There are 133 species and subspecies of deciduous and evergreen trees native to the Commonwealth of Pennsylvania. Native plants are part of our natural heritage and future. William Penn described the forests of Pennsylvania as “the natural produce of the country.”
The following websites can assist you in learn more about native trees and plants.
Common Trees of Pennsylvania – a DCNR Forestry website that can teach you how to identify the common native trees of Pennsylvania
Drive down any road in the region and you will probably find non-native plant species beginning to invade our forests, stream corridors, meadows, and yes, even the ornamental landscapes at your home. When was the last time you walked your property and wondered why there seems to be plants that are taking over? Your property may already have been invaded by an “exotic invasive” plant or you might have even accidentally planted some in your landscape that will soon escape and invade a nearby forest or stream. As good stewards we need to become more aware of the impact these non-native invasive species have on our local environment and learn to identify and properly control these species before they completely take over an area.

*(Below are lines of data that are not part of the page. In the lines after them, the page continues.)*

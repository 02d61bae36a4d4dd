//! Temp record archive benchmarks.

use criterion::{black_box, criterion_group, criterion_main, BenchmarkId, Criterion};
use savesync_bench::{batch, integer_instructions};
use savesync_engine::{ArchiveConfig, MemoryArchiveStorage, TempRecordArchive};
use savesync_protocol::BatchKind;
use tempfile::TempDir;

/// Benchmark in-memory appends.
fn bench_memory_append(c: &mut Criterion) {
    let mut group = c.benchmark_group("memory_append");

    for size in [1, 16, 64].iter() {
        group.bench_with_input(BenchmarkId::from_parameter(size), size, |b, &size| {
            let mut archive = TempRecordArchive::in_memory();
            let mut seq = 0;
            b.iter(|| {
                seq += 1;
                let batch = batch(BatchKind::Slim, seq, integer_instructions(size));
                archive.append(black_box(&batch)).unwrap();
            });
        });
    }

    group.finish();
}

/// Benchmark file appends with and without sync.
fn bench_file_append(c: &mut Criterion) {
    let mut group = c.benchmark_group("file_append");
    group.sample_size(20);

    for sync in [false, true] {
        let name = if sync { "synced" } else { "unsynced" };
        group.bench_function(name, |b| {
            let dir = TempDir::new().unwrap();
            let config = ArchiveConfig::default().with_sync_on_write(sync);
            let mut archive =
                TempRecordArchive::open_file(&dir.path().join("pending.archive"), config).unwrap();
            let mut seq = 0;
            b.iter(|| {
                seq += 1;
                let batch = batch(BatchKind::Critical, seq, integer_instructions(8));
                archive.append(black_box(&batch)).unwrap();
            });
        });
    }

    group.finish();
}

/// Benchmark replaying an archive on open.
fn bench_replay(c: &mut Criterion) {
    let mut group = c.benchmark_group("replay");

    for records in [100, 1_000].iter() {
        let storage = MemoryArchiveStorage::new();
        {
            let mut archive =
                TempRecordArchive::open(storage.clone(), ArchiveConfig::default()).unwrap();
            for seq in 0..*records as u64 {
                archive
                    .append(&batch(BatchKind::Slim, seq, integer_instructions(8)))
                    .unwrap();
            }
        }
        let data = storage.data();

        group.bench_with_input(BenchmarkId::from_parameter(records), &data, |b, data| {
            b.iter(|| {
                let archive = TempRecordArchive::open(
                    MemoryArchiveStorage::with_data(data.clone()),
                    ArchiveConfig::default(),
                )
                .unwrap();
                black_box(archive.len());
            });
        });
    }

    group.finish();
}

criterion_group!(benches, bench_memory_append, bench_file_append, bench_replay);

criterion_main!(benches);
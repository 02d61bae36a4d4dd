//! Compact command implementation.

use super::{format_size, open_snapshot};
use savesync_engine::{ArchiveConfig, CompactionStats, TempRecordArchive};
use std::path::Path;
use tracing::info;

/// Runs the compact command.
pub fn run(path: &Path, dry_run: bool) -> Result<(), Box<dyn std::error::Error>> {
    println!("Compacting archive at {}", path.display());
    if dry_run {
        println!("(dry run - no changes will be made)");
    }
    println!();

    let stats = if dry_run {
        // The snapshot is an in-memory copy, so compacting it is harmless
        open_snapshot(path)?.compact()?
    } else {
        if !path.exists() {
            return Err(format!("No archive found at {}", path.display()).into());
        }
        info!("Compacting archive {:?}", path);
        let mut archive = TempRecordArchive::open_file(path, ArchiveConfig::default())?;
        archive.compact()?
    };

    print_stats(&stats);

    println!();
    if dry_run {
        return Ok(());
    }
    if stats.frames_after < stats.frames_before {
        println!("✓ Compaction complete");
    } else {
        println!("No compaction needed - archive is already optimal");
    }
    Ok(())
}

fn print_stats(stats: &CompactionStats) {
    let saved = stats.bytes_before.saturating_sub(stats.bytes_after);
    println!("Compaction Analysis:");
    println!("  Frames before: {}", stats.frames_before);
    println!("  Frames after:  {}", stats.frames_after);
    println!();
    println!("  Size before: {}", format_size(stats.bytes_before));
    println!("  Size after:  {}", format_size(stats.bytes_after));
    println!(
        "  Space saved: {} ({:.1}%)",
        format_size(saved),
        if stats.bytes_before > 0 {
            (saved as f64 / stats.bytes_before as f64) * 100.0
        } else {
            0.0
        }
    );
}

It is really just another name for a noxious environmental weed pest that was introduced from other continents and has escaped cultivation causing serious harm to native habitats for insects and wildlife. Before you start tearing out all your landscape plants, you must know that NOT all non-native plants are invasive and there are some native plants that have a tendency to become invasive (especially on disturbed sites). In order for a plant to be considered “invasive”, it usually grows aggressively (on various sites and growing conditions), spreads quickly (by seed, rhizomes, or cuttings), lacks natural predators, pathogens and parasites, and displaces native plants.
Researchers at Cornell University and elsewhere have estimated that “Exotic Invasive Species” (plants, insects, and animals) are costing the United States more than $138 billion each year, due to their economic impact on agriculture, forestry, fisheries, wildlife, ornamental landscapes, waterways, and the Nation’s other natural resources. The cost and losses associated with plant, pests and weeds was estimated at $80 billion per year. Invasive species impair biological diversity by causing population declines, species extinctions, shifts in predator-prey dynamics, shifts in species niches, changes in habitat, and reductions in ecosystem complexity.